Is this the expected behavior of the tsi148 driver?
Hi Mike,
This is certainly not the expected behaviour - if the window
is configured
for D32 then it should do 32 bit transfers where possible.
I've heard of this happening recently, but haven't yet been
able to
replicate it. Which VME board are you running Linux on and
which flavour of
Linux?
I'm running Debian 7.2 with kernel 3.2 on a Fastwel CPC600
(Pentium M
based CPU board).
I haven't forgotten about this, still not sure exactly what is
happening.
Is your install/kernel 32 or 64 bit?
Are you doing single 32-bit transfers, or are you seeing this on
longer transfers (i.e. copying a buffer full of data)?
Thanks for getting back to me.
I'm running a 32-bit kernel and I see this behavior on all transfers
regardless of buffer size.
Gah! Thought I could see what may be causing it in 64-bit kernels, but
not 32-bit (my x86 asm is not particularly hot).
I think we /may/ be hitting issues with how the memcpy function gets
implemented on specific architectures. The tsi148 is a PCI/X to VME
bridge, if it receives a series of 8-bit reads or writes, it translates
these to 8-bit reads or writes on the VME bus, which is not necessarily
what we want.
According to the data sheet, the card you are using has an Intel 6300ESB
ICH, which seems to be PCI/X (so we can rule out PCIe to PCI/X bridges
or something like that doing nasty things).
I think (if I follow everything correctly) then the memcpy for 32-bit is
handled by __memcpy in arch/x86/include/asm/string_32.h:
static __always_inline void *__memcpy(void *to, const void *from, size_t n)
{
int d0, d1, d2;
asm volatile("rep ; movsl\n\t"
"movl %4,%%ecx\n\t"
"andl $3,%%ecx\n\t"
"jz 1f\n\t"
"rep ; movsb\n\t"
"1:"
: "=&c" (d0), "=&D" (d1), "=&S" (d2)
: "0" (n / 4), "g" (n), "1" ((long)to), "2"
((long)from)
: "memory");
return to;
}
I'd expected this function to use movl (32-bit moves) where possible,
but movsb to get to naturally aligned moves (which is something that we
deal with in the VME code already to use 16-bit reads where we can).
Greg (as co-maintainer of the VME subsystem :-) ), Am I reading this right?

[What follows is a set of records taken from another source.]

//! Genomic data model: aligned reads, observed and called symbols, pileup
//! construction and alignment sources.
//!
//! Everything downstream of [`PileupBuilder`] works on [`PileupColumn`]s and
//! never touches reads directly.

mod io;
mod pileup;
mod statistics;
mod symbol;
mod types;

pub use io::BamAlignmentSource;
pub use pileup::{
    AlignedBaseObservation, AlignmentSource, InMemorySource, PileupBuilder, PileupColumn,
    PileupColumns, ReadStream, SourceError,
};
pub use statistics::{
    column_statistics, write_statistics, ColumnStatistics, PositionStatistics,
    StatisticsSettings, SymbolStatistics,
};
pub use symbol::{iupac_code, CalledSymbol, Symbol};
pub use types::{AlignedRead, CigarOp, CigarOpKind, Strand};
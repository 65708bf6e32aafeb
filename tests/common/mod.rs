#![allow(dead_code)]

use std::fs;
use std::path::{Path, PathBuf};
use std::sync::Arc;

use basecaller::genomics::{AlignedRead, CigarOp, CigarOpKind, InMemorySource};

fn snapshot_root() -> PathBuf {
    Path::new(env!("CARGO_MANIFEST_DIR"))
        .join("tests")
        .join("snapshots")
}

pub fn assert_snapshot(name: &str, actual: &str) {
    let path = snapshot_root().join(name);
    if std::env::var("BASECALLER_UPDATE_SNAPSHOTS").is_ok() {
        if let Some(parent) = path.parent() {
            fs::create_dir_all(parent).expect("create snapshot directory");
        }
        fs::write(&path, actual).expect("write snapshot");
        return;
    }

    let expected =
        fs::read_to_string(&path).unwrap_or_else(|_| panic!("snapshot {:?} not found", path));
    if normalize(&expected) != normalize(actual) {
        panic!(
            "Snapshot mismatch for {:?}. Set BASECALLER_UPDATE_SNAPSHOTS=1 to regenerate.\nExpected:\n{}\nActual:\n{}",
            path,
            expected,
            actual
        );
    }
}

fn normalize(input: &str) -> String {
    input.replace("\r\n", "\n")
}

/// Read on `reference` with an explicit CIGAR and one quality for every base.
pub fn read(
    id: &str,
    reference: &str,
    pos: u64,
    cigar: Vec<CigarOp>,
    sequence: &[u8],
    quality: u8,
) -> AlignedRead {
    AlignedRead::new(
        id,
        reference,
        pos,
        60,
        cigar,
        sequence.to_vec(),
        vec![quality; sequence.len()],
        false,
    )
}

/// Fully matching read.
pub fn matched(id: &str, reference: &str, pos: u64, sequence: &[u8], quality: u8) -> AlignedRead {
    read(
        id,
        reference,
        pos,
        vec![CigarOp::new(CigarOpKind::Match, sequence.len() as u32)],
        sequence,
        quality,
    )
}

/// `copies` identical single-base reads at 0-based `pos`.
pub fn stack(prefix: &str, reference: &str, pos: u64, base: u8, quality: u8, copies: usize) -> Vec<AlignedRead> {
    (0..copies)
        .map(|i| matched(&format!("{prefix}{i}"), reference, pos, &[base], quality))
        .collect()
}

/// Source holding a single reference.
pub fn single_reference(name: &str, length: u64, reads: Vec<AlignedRead>) -> InMemorySource {
    InMemorySource::new(vec![(Arc::from(name), length)], reads)
}

/// Ten-position fixture exercising every call kind.
///
/// With `min_depth = 3` and `min_consensus_fraction = 0.4` the calls are
/// `A C N N AGGG C G Y A N`: unambiguous bases, gap/base ambiguities, a
/// bias-weighted insertion, a pyrimidine code, a three-way plurality
/// fallback and an uncovered forced no-call.
pub fn mixed_fixture() -> InMemorySource {
    let mut reads = Vec::new();
    for i in 0..4 {
        reads.push(matched(&format!("m{i}"), "ref", 0, b"ACGTACGT", 30));
    }
    for i in 0..4 {
        reads.push(read(
            &format!("d{i}"),
            "ref",
            0,
            vec![
                CigarOp::new(CigarOpKind::Match, 2),
                CigarOp::new(CigarOpKind::Deletion, 2),
                CigarOp::new(CigarOpKind::Match, 4),
            ],
            b"ACACGT",
            30,
        ));
    }
    for i in 0..6 {
        reads.push(read(
            &format!("i{i}"),
            "ref",
            4,
            vec![
                CigarOp::new(CigarOpKind::Match, 1),
                CigarOp::new(CigarOpKind::Insertion, 3),
                CigarOp::new(CigarOpKind::Match, 1),
            ],
            b"AGGGC",
            60,
        ));
    }
    reads.extend(stack("y", "ref", 7, b'C', 30, 6));
    reads.extend(stack("a", "ref", 8, b'A', 30, 2));
    reads.extend(stack("c", "ref", 8, b'C', 30, 2));
    reads.extend(stack("g", "ref", 8, b'G', 30, 2));
    single_reference("ref", 10, reads)
}
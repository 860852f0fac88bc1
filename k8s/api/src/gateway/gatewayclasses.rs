use k8s_openapi::apimachinery::pkg::apis::meta::v1::Condition;
use schemars::JsonSchema;
use serde::{Deserialize, Serialize};

/// GatewayClass describes a class of Gateways available to the user for
/// creating Gateway resources. Each GatewayClass names the controller that
/// manages Gateways of this class.
#[derive(
    Clone,
    Debug,
    Default,
    PartialEq,
    kube::CustomResource,
    serde::Deserialize,
    serde::Serialize,
    schemars::JsonSchema,
)]
#[kube(
    group = "gateway.networking.k8s.io",
    version = "v1",
    kind = "GatewayClass",
    status = "GatewayClassStatus",
    derive = "Default",
    derive = "PartialEq"
)]
#[serde(rename_all = "camelCase")]
pub struct GatewayClassSpec {
    /// ControllerName is the name of the controller that is managing Gateways
    /// of this class, in `<domain>/<path>` form. It is immutable once
    /// admitted.
    pub controller_name: String,

    /// ParametersRef is a reference to a resource that contains the
    /// configuration parameters corresponding to the GatewayClass. This
    /// controller does not support parameters.
    #[serde(default, skip_serializing_if = "Option::is_none")]
    pub parameters_ref: Option<ParametersReference>,

    #[serde(default, skip_serializing_if = "Option::is_none")]
    pub description: Option<String>,
}

#[derive(Clone, Debug, Default, PartialEq, Deserialize, Serialize, JsonSchema)]
#[serde(rename_all = "camelCase")]
pub struct ParametersReference {
    pub group: String,
    pub kind: String,
    pub name: String,
    #[serde(default, skip_serializing_if = "Option::is_none")]
    pub namespace: Option<String>,
}

#[derive(Clone, Debug, Default, PartialEq, Deserialize, Serialize, JsonSchema)]
#[serde(rename_all = "camelCase")]
pub struct GatewayClassStatus {
    #[serde(default, skip_serializing_if = "Vec::is_empty")]
    pub conditions: Vec<Condition>,
}
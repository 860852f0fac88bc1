//! Dataplane-neutral types for the NGINX gateway controller.
//!
//! This crate holds the intermediate representation that the state crate
//! lowers the Gateway API graph into, along with the seams that connect the
//! control loop to the outside world: endpoint resolution and configuration
//! generation. Nothing in here depends on Kubernetes client machinery, so the
//! IR can be constructed and compared in plain unit tests.

#![deny(warnings, rust_2018_idioms)]
#![forbid(unsafe_code)]

pub mod dataplane;
pub mod resolve;

pub use self::resolve::{Endpoint, ServiceResolver};

use std::fmt;

/// Identifies a namespaced resource by `namespace` and `name`.
///
/// Cluster-scoped resources use an empty namespace.
#[derive(Clone, Debug, Default, Eq, Hash, Ord, PartialEq, PartialOrd)]
pub struct ResourceId {
    pub namespace: String,
    pub name: String,
}

impl ResourceId {
    pub fn new(namespace: impl Into<String>, name: impl Into<String>) -> Self {
        Self {
            namespace: namespace.into(),
            name: name.into(),
        }
    }

    /// Builds an id for a cluster-scoped resource.
    pub fn cluster_scoped(name: impl Into<String>) -> Self {
        Self {
            namespace: String::new(),
            name: name.into(),
        }
    }
}

impl fmt::Display for ResourceId {
    fn fmt(&self, f: &mut fmt::Formatter<'_>) -> fmt::Result {
        if self.namespace.is_empty() {
            return f.write_str(&self.name);
        }
        write!(f, "{}/{}", self.namespace, self.name)
    }
}
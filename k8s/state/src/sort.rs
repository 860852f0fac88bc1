//! Deterministic ordering helpers for Kubernetes objects.

use nginx_gateway_controller_k8s_api::ObjectMeta;
use std::cmp::Ordering;

/// Orders object metadata by creation timestamp, oldest first, breaking ties
/// lexicographically on `{namespace}/{name}`.
pub fn cmp_object_meta(a: &ObjectMeta, b: &ObjectMeta) -> Ordering {
    let a_time = a.creation_timestamp.as_ref().map(|t| t.0);
    let b_time = b.creation_timestamp.as_ref().map(|t| t.0);

    a_time
        .cmp(&b_time)
        .then_with(|| namespaced_name(a).cmp(&namespaced_name(b)))
}

/// Returns whether `a` sorts before `b` under [`cmp_object_meta`].
pub fn less_object_meta(a: &ObjectMeta, b: &ObjectMeta) -> bool {
    cmp_object_meta(a, b) == Ordering::Less
}

fn namespaced_name(meta: &ObjectMeta) -> (String, String) {
    (
        meta.namespace.clone().unwrap_or_default(),
        meta.name.clone().unwrap_or_default(),
    )
}

#[cfg(test)]
mod tests {
    use super::*;
    use nginx_gateway_controller_k8s_api::Time;

    fn meta(ns: &str, name: &str, created: i64) -> ObjectMeta {
        ObjectMeta {
            namespace: Some(ns.to_string()),
            name: Some(name.to_string()),
            creation_timestamp: Some(Time(
                chrono::DateTime::from_timestamp(created, 0).unwrap(),
            )),
            ..Default::default()
        }
    }

    #[test]
    fn older_objects_sort_first() {
        assert!(less_object_meta(
            &meta("test", "new-name", 100),
            &meta("test", "old-name", 200),
        ));
    }

    #[test]
    fn timestamp_ties_break_on_namespaced_name() {
        assert!(less_object_meta(
            &meta("test", "a", 100),
            &meta("test", "b", 100),
        ));
        assert!(less_object_meta(
            &meta("a-ns", "z", 100),
            &meta("b-ns", "a", 100),
        ));
    }
}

On x86_64 I think we end up using memcpy_c_e() in
arch/x86/lib/memcpy_64.S at least some of the time:
/*
* memcpy_c_e() - enhanced fast string memcpy. This is faster and
simpler than
* memcpy_c. Use memcpy_c_e when possible.
*
* This gets patched over the unrolled variant (below) via the
* alternative instructions framework:
*/
.section .altinstr_replacement, "ax", @progbits
.Lmemcpy_c_e:
movq %rdi, %rax
movq %rdx, %rcx
rep movsb
ret
.Lmemcpy_e_e:
.previous
Which I think uses movq (64-bit moves) where possible, falling back to
movb. So for 32-bit / some small transfers, we'll see 8-bit transfers.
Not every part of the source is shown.